:: Data
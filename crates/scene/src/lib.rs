//! Host scene interface: read-only accessors the exporter consumes.
//!
//! # Invariants
//! - The exporter never mutates host data.
//! - Object enumeration order is stable across calls.

mod data;
mod host;
mod memory;

pub use data::{
    CameraData, CameraKind, DupliElement, DupliKind, Emission, Face, LampData, LampKind,
    LightGroupSetting, MaterialData, MeshData, MeshExportSettings, Modifier, ObjectData,
    ObjectKind, ParticleRenderType, ParticleSystem, RenderSettings, ShapeKind, SkyMode,
    TextureData, VolumeData,
};
pub use host::{HostScene, SceneError};
pub use memory::MemoryScene;
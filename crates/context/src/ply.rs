//! Binary little-endian PLY encoding for triangle meshes.

use std::io::Write;

/// Borrowed triangle mesh arrays in renderer layout.
#[derive(Debug, Clone, Copy)]
pub struct PlyMesh<'a> {
    /// Flat xyz triples.
    pub points: &'a [f32],
    /// Flat xyz triples, one per point.
    pub normals: &'a [f32],
    /// Flat st pairs, one per point; empty when the mesh has no UV layer.
    pub uvs: &'a [f32],
    /// Triangle corner indices, three per face.
    pub indices: &'a [i32],
}

impl PlyMesh<'_> {
    pub fn vertex_count(&self) -> usize {
        self.points.len() / 3
    }

    pub fn face_count(&self) -> usize {
        self.indices.len() / 3
    }
}

/// Encode a mesh as a `binary_little_endian` PLY document.
pub fn write_ply<W: Write>(out: &mut W, mesh: &PlyMesh<'_>) -> std::io::Result<()> {
    let has_uv = !mesh.uvs.is_empty();
    writeln!(out, "ply")?;
    writeln!(out, "format binary_little_endian 1.0")?;
    writeln!(out, "comment Created by luxport")?;
    writeln!(out, "element vertex {}", mesh.vertex_count())?;
    for p in ["x", "y", "z", "nx", "ny", "nz"] {
        writeln!(out, "property float {p}")?;
    }
    if has_uv {
        writeln!(out, "property float s")?;
        writeln!(out, "property float t")?;
    }
    writeln!(out, "element face {}", mesh.face_count())?;
    writeln!(out, "property list uchar uint vertex_indices")?;
    writeln!(out, "end_header")?;

    for v in 0..mesh.vertex_count() {
        for c in &mesh.points[v * 3..v * 3 + 3] {
            out.write_all(&c.to_le_bytes())?;
        }
        for c in &mesh.normals[v * 3..v * 3 + 3] {
            out.write_all(&c.to_le_bytes())?;
        }
        if has_uv {
            for c in &mesh.uvs[v * 2..v * 2 + 2] {
                out.write_all(&c.to_le_bytes())?;
            }
        }
    }
    for tri in mesh.indices.chunks_exact(3) {
        out.write_all(&[3u8])?;
        for &i in tri {
            out.write_all(&(i as u32).to_le_bytes())?;
        }
    }
    Ok(())
}
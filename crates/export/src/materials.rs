//! Textures, named materials and volumes.

use std::collections::BTreeSet;

use luxport_common::{ParamSet, ParamValue};
use luxport_context::{Capability, Context, LogicalFile};
use luxport_scene::{Emission, HostScene, MaterialData, ObjectData};

use crate::error::ExportError;

/// Names already registered with the renderer during one export.
#[derive(Debug, Default)]
pub struct MaterialRegistry {
    materials: BTreeSet<String>,
    textures: BTreeSet<String>,
    volumes: BTreeSet<String>,
}

impl MaterialRegistry {
    pub fn new() -> Self {
        Self::default()
    }

    pub fn reset(&mut self) {
        *self = Self::default();
    }

    pub fn material_count(&self) -> usize {
        self.materials.len()
    }

    /// Register every scene volume. Written to the volumes file.
    pub fn export_volumes(
        &mut self,
        ctx: &mut Context,
        scene: &dyn HostScene,
    ) -> Result<usize, ExportError> {
        ctx.set_output_file(LogicalFile::Volumes);
        let mut count = 0;
        for volume in scene.volumes() {
            if self.volumes.insert(volume.name.clone()) {
                ctx.make_named_volume(&volume.name, &volume.kind, volume.params.clone())?;
                count += 1;
            }
        }
        Ok(count)
    }

    /// Declare every scene texture ahead of the materials that use them.
    pub fn export_textures(
        &mut self,
        ctx: &mut Context,
        scene: &dyn HostScene,
    ) -> Result<usize, ExportError> {
        ctx.set_output_file(LogicalFile::Materials);
        let mut count = 0;
        for texture in scene.textures() {
            if self.textures.insert(texture.name.clone()) {
                ctx.texture(
                    &texture.name,
                    &texture.variant,
                    &texture.kind,
                    texture.params.clone(),
                )?;
                count += 1;
            }
        }
        Ok(count)
    }

    /// Emit a named material once per export, then return output to the
    /// geometry file.
    pub fn ensure_material(
        &mut self,
        ctx: &mut Context,
        scene: &dyn HostScene,
        name: &str,
    ) -> Result<(), ExportError> {
        if self.materials.contains(name) {
            return Ok(());
        }
        let material = scene
            .material(name)
            .ok_or_else(|| ExportError::MaterialNotFound(name.to_string()))?;
        ctx.set_output_file(LogicalFile::Materials);
        let result = ctx.make_named_material(name, material_params(material));
        ctx.set_output_file(LogicalFile::Geometry);
        result?;
        self.materials.insert(name.to_string());
        tracing::debug!(material = name, "material exported");
        Ok(())
    }
}

/// `MakeNamedMaterial` parameters: the material type followed by its own params.
pub fn material_params(material: &MaterialData) -> ParamSet {
    let mut params = ParamSet::new().add_string("type", material.kind.clone());
    params.update(&material.params);
    params
}

/// Emission of a material, unless it is absent or its light group is disabled.
pub fn active_emission<'a>(scene: &'a dyn HostScene, material: Option<&str>) -> Option<&'a Emission> {
    let emission = scene.material(material?)?.emission.as_ref()?;
    scene
        .render_settings()
        .light_group_enabled(&emission.light_group)
        .then_some(emission)
}

/// Whether any material slot of an object produces light.
pub fn object_emits(scene: &dyn HostScene, object: &ObjectData) -> bool {
    object
        .material_slots
        .iter()
        .any(|slot| active_emission(scene, slot.as_deref()).is_some())
}

pub fn emission_params(emission: &Emission) -> ParamSet {
    ParamSet::new()
        .add_color("L", emission.color)
        .add_float("gain", emission.gain)
        .add_float("power", emission.power)
        .add_float("efficacy", emission.efficacy)
}

/// Interior and exterior media for a shape.
#[derive(Debug, Clone, Default, PartialEq, Eq)]
pub struct Media {
    pub interior: Option<String>,
    pub exterior: Option<String>,
}

impl Media {
    /// Object overrides win over the material's media; geometry without any
    /// exterior falls back to the world exterior.
    pub fn resolve(scene: &dyn HostScene, object: &ObjectData, material: Option<&str>) -> Self {
        let material = material.and_then(|m| scene.material(m));
        let interior = object
            .interior
            .clone()
            .or_else(|| material.and_then(|m| m.interior.clone()));
        let exterior = object
            .exterior
            .clone()
            .or_else(|| material.and_then(|m| m.exterior.clone()))
            .or_else(|| scene.render_settings().world_exterior.clone());
        Self { interior, exterior }
    }

    pub fn emit(&self, ctx: &mut Context) -> Result<(), ExportError> {
        if let Some(name) = &self.interior {
            ctx.interior(name)?;
        }
        if let Some(name) = &self.exterior {
            ctx.exterior(name)?;
        }
        Ok(())
    }
}

/// Write one material with the textures and volumes it references.
///
/// Used with the packaging sink to share a material as a self-contained
/// bundle. Returns the number of statements written.
pub fn export_material_package(
    ctx: &mut Context,
    scene: &dyn HostScene,
    name: &str,
) -> Result<usize, ExportError> {
    ctx.require(&[Capability::Materials])?;
    let material = scene
        .material(name)
        .ok_or_else(|| ExportError::MaterialNotFound(name.to_string()))?;
    let _span = tracing::info_span!("material_package", material = name).entered();

    // Textures may feed other textures; follow references until closed.
    let mut wanted = texture_refs(&material.params);
    loop {
        let before = wanted.len();
        for texture in scene.textures() {
            if wanted.contains(&texture.name) {
                wanted.extend(texture_refs(&texture.params));
            }
        }
        if wanted.len() == before {
            break;
        }
    }

    let mut count = 0;
    for texture in scene.textures().iter().filter(|t| wanted.contains(&t.name)) {
        ctx.texture(
            &texture.name,
            &texture.variant,
            &texture.kind,
            texture.params.clone(),
        )?;
        count += 1;
    }
    let media: BTreeSet<&str> = [material.interior.as_deref(), material.exterior.as_deref()]
        .into_iter()
        .flatten()
        .collect();
    for volume in scene.volumes().iter().filter(|v| media.contains(v.name.as_str())) {
        ctx.make_named_volume(&volume.name, &volume.kind, volume.params.clone())?;
        count += 1;
    }
    ctx.make_named_material(name, material_params(material))?;
    count += 1;
    tracing::info!(statements = count, "material package written");
    Ok(count)
}

fn texture_refs(params: &ParamSet) -> BTreeSet<String> {
    params
        .iter()
        .filter_map(|p| match &p.value {
            ParamValue::Texture(name) => Some(name.clone()),
            _ => None,
        })
        .collect()
}

#[cfg(test)]
mod tests {
    use super::*;
    use luxport_context::{ApiContext, PackageContext, RecordingApi, Statement};
    use luxport_scene::{LightGroupSetting, MemoryScene, TextureData, VolumeData};

    fn scene() -> MemoryScene {
        let mut scene = MemoryScene::new("mats");
        scene.insert_texture(TextureData {
            name: "grain".into(),
            variant: "float".into(),
            kind: "fbm".into(),
            params: ParamSet::new(),
        });
        scene.insert_texture(TextureData {
            name: "wood".into(),
            variant: "color".into(),
            kind: "mix".into(),
            params: ParamSet::new().add_texture("amount", "grain"),
        });
        scene.insert_texture(TextureData {
            name: "unused".into(),
            variant: "color".into(),
            kind: "checkerboard".into(),
            params: ParamSet::new(),
        });
        scene.insert_volume(VolumeData {
            name: "glass".into(),
            kind: "clear".into(),
            params: ParamSet::new(),
        });
        let mut table = MaterialData::matte("Table");
        table.params = ParamSet::new().add_texture("Kd", "wood");
        table.interior = Some("glass".into());
        scene.insert_material(table);
        scene.insert_material(MaterialData::emitting("Glow", "neon"));
        scene
    }

    #[test]
    fn material_emitted_once() {
        let scene = scene();
        let (api, log) = RecordingApi::new();
        let mut ctx = Context::Api(ApiContext::new(Box::new(api)));
        let mut reg = MaterialRegistry::new();
        reg.ensure_material(&mut ctx, &scene, "Table").unwrap();
        reg.ensure_material(&mut ctx, &scene, "Table").unwrap();
        assert_eq!(log.count_keyword("MakeNamedMaterial"), 1);
        assert!(matches!(
            reg.ensure_material(&mut ctx, &scene, "Missing"),
            Err(ExportError::MaterialNotFound(_))
        ));
        match &log.statements()[0] {
            Statement::MakeNamedMaterial { params, .. } => {
                assert!(matches!(params.get("type"), Some(ParamValue::String(v)) if v[0] == "matte"));
            }
            other => panic!("unexpected {other:?}"),
        }
    }

    #[test]
    fn emission_respects_light_groups() {
        let mut scene = scene();
        let glow = ObjectData::mesh("Lamp", "Plane").with_material("Glow");
        assert!(object_emits(&scene, &glow));
        scene.settings.light_groups.push(LightGroupSetting {
            name: "neon".into(),
            enabled: false,
            gain: 1.0,
        });
        assert!(!object_emits(&scene, &glow));
    }

    #[test]
    fn media_resolution_order() {
        let mut scene = scene();
        scene.settings.world_exterior = Some("air".into());
        let obj = ObjectData::mesh("T", "Plane");
        let media = Media::resolve(&scene, &obj, Some("Table"));
        assert_eq!(media.interior.as_deref(), Some("glass"));
        assert_eq!(media.exterior.as_deref(), Some("air"));

        let mut obj = obj;
        obj.interior = Some("smoke".into());
        assert_eq!(
            Media::resolve(&scene, &obj, Some("Table")).interior.as_deref(),
            Some("smoke")
        );
    }

    #[test]
    fn package_collects_dependencies() {
        let scene = scene();
        let mut ctx = Context::Package(PackageContext::in_memory());
        let count = export_material_package(&mut ctx, &scene, "Table").unwrap();
        assert_eq!(count, 4);
        let Context::Package(p) = &ctx else {
            unreachable!()
        };
        let names: Vec<_> = p.document().records.iter().map(|r| r.name.as_str()).collect();
        assert_eq!(names, vec!["grain", "wood", "glass", "Table"]);
    }
}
::::
Work required
Only the number is needed here: how many lines of the listing include "document"?

Exercise answer
2